[Opening Records shown section]

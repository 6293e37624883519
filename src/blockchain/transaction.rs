//! Transaction building, assembly, and confirmation monitoring.
//!
//! # Responsibilities
//! - Build contract invocations with a fee budget and validity window
//! - Merge simulation footprint, resource fee and auth into a transaction
//! - Compute the network-scoped signature payload hash
//! - Monitor confirmation with a deadline and cancellation

use sha2::{Digest, Sha256};
use std::time::{Duration, SystemTime, UNIX_EPOCH};
use stellar_xdr::curr::{
    Hash, HostFunction, InvokeContractArgs, InvokeHostFunctionOp, Limits, Memo, MuxedAccount,
    Operation, OperationBody, Preconditions, PublicKey, ReadXdr, ScAddress, ScString, ScSymbol,
    ScVal, SequenceNumber, SorobanAuthorizationEntry, SorobanTransactionData, StringM, TimeBounds,
    TimePoint, Transaction, TransactionEnvelope, TransactionExt, TransactionSignaturePayload,
    TransactionSignaturePayloadTaggedTransaction, TransactionV1Envelope, Uint256, VecM, WriteXdr,
};
use tokio::time::{sleep, timeout};
use tokio_util::sync::CancellationToken;

use crate::blockchain::client::LedgerRpc;
use crate::blockchain::types::{
    AccountId, AccountState, BlockchainError, BlockchainResult, ContractId, SimulationResponse,
    TransactionResponse, TransactionStatus,
};

/// Builds guestbook contract invocations for one network and contract.
#[derive(Debug, Clone)]
pub struct TxBuilder {
    contract: ContractId,
    network_passphrase: String,
    base_fee: u32,
    tx_timeout_secs: u64,
}

impl TxBuilder {
    /// Create a new transaction builder.
    ///
    /// # Arguments
    /// * `contract` - Contract to invoke
    /// * `network_passphrase` - Network the transactions are valid on
    /// * `base_fee` - Inclusion fee in stroops, before resource fees
    /// * `tx_timeout_secs` - Validity window from build time
    pub fn new(
        contract: ContractId,
        network_passphrase: impl Into<String>,
        base_fee: u32,
        tx_timeout_secs: u64,
    ) -> Self {
        Self {
            contract,
            network_passphrase: network_passphrase.into(),
            base_fee,
            tx_timeout_secs,
        }
    }

    /// The network passphrase transactions are built for.
    pub fn network_passphrase(&self) -> &str {
        &self.network_passphrase
    }

    /// The contract being invoked.
    pub fn contract(&self) -> &ContractId {
        &self.contract
    }

    /// Build an unsigned invocation of `function` with `source` as transaction source.
    ///
    /// The sequence number is the account's current sequence plus one.
    pub fn invoke(
        &self,
        source: &AccountState,
        function: &str,
        args: Vec<ScVal>,
    ) -> BlockchainResult<TransactionEnvelope> {
        let now = SystemTime::now()
            .duration_since(UNIX_EPOCH)
            .unwrap_or_default()
            .as_secs();

        let max_time = now
            .checked_add(self.tx_timeout_secs)
            .ok_or_else(|| BlockchainError::Xdr("validity window overflow".to_string()))?;

        let sequence = source
            .sequence
            .checked_add(1)
            .ok_or_else(|| BlockchainError::Xdr("sequence number overflow".to_string()))?;

        let operation = Operation {
            source_account: None,
            body: OperationBody::InvokeHostFunction(InvokeHostFunctionOp {
                host_function: HostFunction::InvokeContract(InvokeContractArgs {
                    contract_address: ScAddress::Contract(Hash(*self.contract.as_bytes())),
                    function_name: ScSymbol(StringM::try_from(function)?),
                    args: args.try_into()?,
                }),
                auth: VecM::default(),
            }),
        };

        let tx = Transaction {
            source_account: MuxedAccount::Ed25519(Uint256(*source.account_id.as_bytes())),
            fee: self.base_fee,
            seq_num: SequenceNumber(sequence),
            cond: Preconditions::Time(TimeBounds {
                min_time: TimePoint(0),
                max_time: TimePoint(max_time),
            }),
            memo: Memo::None,
            operations: vec![operation].try_into()?,
            ext: TransactionExt::V0,
        };

        Ok(TransactionEnvelope::Tx(TransactionV1Envelope {
            tx,
            signatures: VecM::default(),
        }))
    }

    /// Merge a successful simulation into the transaction.
    ///
    /// Adds the minimum resource fee to the fee, attaches the soroban
    /// footprint, and fills in authorization entries if the invocation has none.
    pub fn assemble(
        &self,
        envelope: &TransactionEnvelope,
        simulation: &SimulationResponse,
    ) -> BlockchainResult<TransactionEnvelope> {
        if let Some(err) = &simulation.error {
            return Err(BlockchainError::Xdr(format!("cannot assemble failed simulation: {}", err)));
        }

        let mut v1 = match envelope {
            TransactionEnvelope::Tx(v1) => v1.clone(),
            _ => return Err(BlockchainError::Xdr("unsupported envelope type".to_string())),
        };

        let data_xdr = simulation
            .transaction_data
            .as_deref()
            .ok_or_else(|| BlockchainError::Xdr("simulation returned no transaction data".to_string()))?;
        let data = SorobanTransactionData::from_xdr_base64(data_xdr, Limits::none())?;

        let resource_fee = match simulation.min_resource_fee.as_deref() {
            Some(fee) => fee
                .parse::<u32>()
                .map_err(|e| BlockchainError::Xdr(format!("invalid resource fee '{}': {}", fee, e)))?,
            None => 0,
        };
        v1.tx.fee = v1
            .tx
            .fee
            .checked_add(resource_fee)
            .ok_or_else(|| BlockchainError::Xdr("fee overflow".to_string()))?;
        v1.tx.ext = TransactionExt::V1(data);

        let auth = simulation
            .results
            .first()
            .map(|result| result.auth.as_slice())
            .unwrap_or_default()
            .iter()
            .map(|entry| SorobanAuthorizationEntry::from_xdr_base64(entry, Limits::none()))
            .collect::<Result<Vec<_>, _>>()?;

        let mut operations = v1.tx.operations.to_vec();
        if let Some(Operation {
            body: OperationBody::InvokeHostFunction(invoke),
            ..
        }) = operations.first_mut()
        {
            if invoke.auth.is_empty() {
                invoke.auth = auth.try_into()?;
            }
        }
        v1.tx.operations = operations.try_into()?;

        Ok(TransactionEnvelope::Tx(v1))
    }

    /// Wait for a submitted transaction to leave the `NOT_FOUND` state.
    ///
    /// The first check is immediate; each further check follows `poll_interval`.
    ///
    /// # Arguments
    /// * `rpc` - Ledger RPC to poll
    /// * `tx_hash` - Hex transaction hash returned by submission
    /// * `poll_interval` - Delay between checks
    /// * `deadline` - Maximum time to wait for a settled status
    /// * `cancel` - Aborts the wait when cancelled
    pub async fn wait_for_confirmation(
        &self,
        rpc: &dyn LedgerRpc,
        tx_hash: &str,
        poll_interval: Duration,
        deadline: Duration,
        cancel: &CancellationToken,
    ) -> BlockchainResult<TransactionResponse> {
        let poll = async {
            let mut response = rpc.get_transaction(tx_hash).await?;
            while response.status == TransactionStatus::NotFound {
                tracing::debug!(tx_hash = %tx_hash, "Transaction pending");
                sleep(poll_interval).await;
                response = rpc.get_transaction(tx_hash).await?;
            }
            Ok(response)
        };

        tokio::select! {
            biased;
            _ = cancel.cancelled() => {
                tracing::info!(tx_hash = %tx_hash, "Confirmation wait cancelled");
                Err(BlockchainError::Cancelled)
            }
            result = timeout(deadline, poll) => match result {
                Ok(status) => status,
                Err(_) => Err(BlockchainError::ConfirmationTimeout(deadline.as_secs())),
            },
        }
    }
}

/// Typed `Address` argument for an account.
pub fn address_arg(account: &AccountId) -> ScVal {
    ScVal::Address(ScAddress::Account(stellar_xdr::curr::AccountId(
        PublicKey::PublicKeyTypeEd25519(Uint256(*account.as_bytes())),
    )))
}

/// Typed `String` argument.
pub fn string_arg(value: &str) -> BlockchainResult<ScVal> {
    Ok(ScVal::String(ScString(StringM::try_from(value)?)))
}

/// Hash signed by the source account: SHA-256 over the network id and transaction.
pub fn transaction_hash(tx: &Transaction, network_passphrase: &str) -> BlockchainResult<[u8; 32]> {
    let network_id = Hash(Sha256::digest(network_passphrase.as_bytes()).into());
    let payload = TransactionSignaturePayload {
        network_id,
        tagged_transaction: TransactionSignaturePayloadTaggedTransaction::Tx(tx.clone()),
    };
    let bytes = payload.to_xdr(Limits::none())?;
    Ok(Sha256::digest(&bytes).into())
}

/// Encode an envelope to its base64 wire form.
pub fn encode_envelope(envelope: &TransactionEnvelope) -> BlockchainResult<String> {
    Ok(envelope.to_xdr_base64(Limits::none())?)
}

/// Decode an envelope from its base64 wire form.
pub fn decode_envelope(xdr: &str) -> BlockchainResult<TransactionEnvelope> {
    Ok(TransactionEnvelope::from_xdr_base64(xdr, Limits::none())?)
}

#[cfg(test)]
mod tests {
    use super::*;
    use crate::blockchain::types::SimulationResult;

    const ACCOUNT: &str = "GAIH3ULLFQ4DGSECF2AR555KZ4KNDGEKN4AFI4SU2M7B43MGK3QJZNSR";
    const CONTRACT: &str = "CD5HAABXEFWUTSQKYZI37SQBWU4BPRQL7Y6DWTB5SZLHNG52VIDJFYYM";
    // Empty footprint, zero resources and fee.
    const EMPTY_TX_DATA: &str = "AAAAAAAAAAAAAAAAAAAAAAAAAAAAAAAAAAAAAAAAAAA=";

    fn builder() -> TxBuilder {
        TxBuilder::new(
            ContractId::parse(CONTRACT).unwrap(),
            "Test SDF Network ; September 2015",
            100_000,
            30,
        )
    }

    fn source() -> AccountState {
        AccountState {
            account_id: AccountId::parse(ACCOUNT).unwrap(),
            sequence: 41,
        }
    }

    #[test]
    fn test_invoke_builds_sequenced_transaction() {
        let envelope = builder()
            .invoke(&source(), "add_message", vec![string_arg("hi").unwrap()])
            .unwrap();

        let TransactionEnvelope::Tx(v1) = &envelope else {
            panic!("expected v1 envelope");
        };
        assert_eq!(v1.tx.seq_num.0, 42);
        assert_eq!(v1.tx.fee, 100_000);
        assert!(v1.signatures.is_empty());
        match &v1.tx.cond {
            Preconditions::Time(bounds) => assert!(bounds.max_time.0 > 0),
            other => panic!("unexpected preconditions {:?}", other),
        }
        match &v1.tx.operations[0].body {
            OperationBody::InvokeHostFunction(InvokeHostFunctionOp {
                host_function: HostFunction::InvokeContract(call),
                ..
            }) => {
                assert_eq!(call.function_name.0.to_vec(), b"add_message".to_vec());
                assert_eq!(call.args.len(), 1);
            }
            other => panic!("unexpected operation {:?}", other),
        }
    }

    #[test]
    fn test_unbounded_validity_window_is_an_error() {
        let builder = TxBuilder::new(
            ContractId::parse(CONTRACT).unwrap(),
            "Test SDF Network ; September 2015",
            100_000,
            u64::MAX,
        );
        let result = builder.invoke(&source(), "get_messages", Vec::new());
        assert!(matches!(result, Err(BlockchainError::Xdr(_))));
    }

    #[test]
    fn test_envelope_wire_round_trip() {
        let account = AccountId::parse(ACCOUNT).unwrap();
        let envelope = builder()
            .invoke(&source(), "add_message", vec![address_arg(&account)])
            .unwrap();
        let decoded = decode_envelope(&encode_envelope(&envelope).unwrap()).unwrap();
        assert_eq!(decoded, envelope);
    }

    #[test]
    fn test_assemble_adds_resource_fee_and_footprint() {
        let envelope = builder().invoke(&source(), "get_messages", Vec::new()).unwrap();
        let simulation = SimulationResponse {
            transaction_data: Some(EMPTY_TX_DATA.to_string()),
            min_resource_fee: Some("58181".to_string()),
            results: vec![SimulationResult::default()],
            ..SimulationResponse::default()
        };

        let assembled = builder().assemble(&envelope, &simulation).unwrap();
        let TransactionEnvelope::Tx(v1) = assembled else {
            panic!("expected v1 envelope");
        };
        assert_eq!(v1.tx.fee, 158_181);
        assert!(matches!(v1.tx.ext, TransactionExt::V1(_)));
    }

    #[test]
    fn test_assemble_rejects_failed_simulation() {
        let envelope = builder().invoke(&source(), "get_messages", Vec::new()).unwrap();
        let simulation = SimulationResponse {
            error: Some("trapped".to_string()),
            ..SimulationResponse::default()
        };
        assert!(builder().assemble(&envelope, &simulation).is_err());
    }

    #[test]
    fn test_transaction_hash_depends_on_network() {
        let envelope = builder().invoke(&source(), "get_messages", Vec::new()).unwrap();
        let TransactionEnvelope::Tx(v1) = envelope else {
            panic!("expected v1 envelope");
        };
        let testnet = transaction_hash(&v1.tx, "Test SDF Network ; September 2015").unwrap();
        let mainnet =
            transaction_hash(&v1.tx, "Public Global Stellar Network ; September 2015").unwrap();
        assert_ne!(testnet, mainnet);
    }
}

[Closing Records shown section]

Print the first line of the records above and each line after it, exactly, through the line with "and validity window".

* [Output for this task]
repository 6293e37624883519
filename src/blockchain/transaction.rs
//! Transaction building, assembly, and confirmation monitoring.
//!
//! # Responsibilities
//! - Build contract invocations with a fee budget and validity window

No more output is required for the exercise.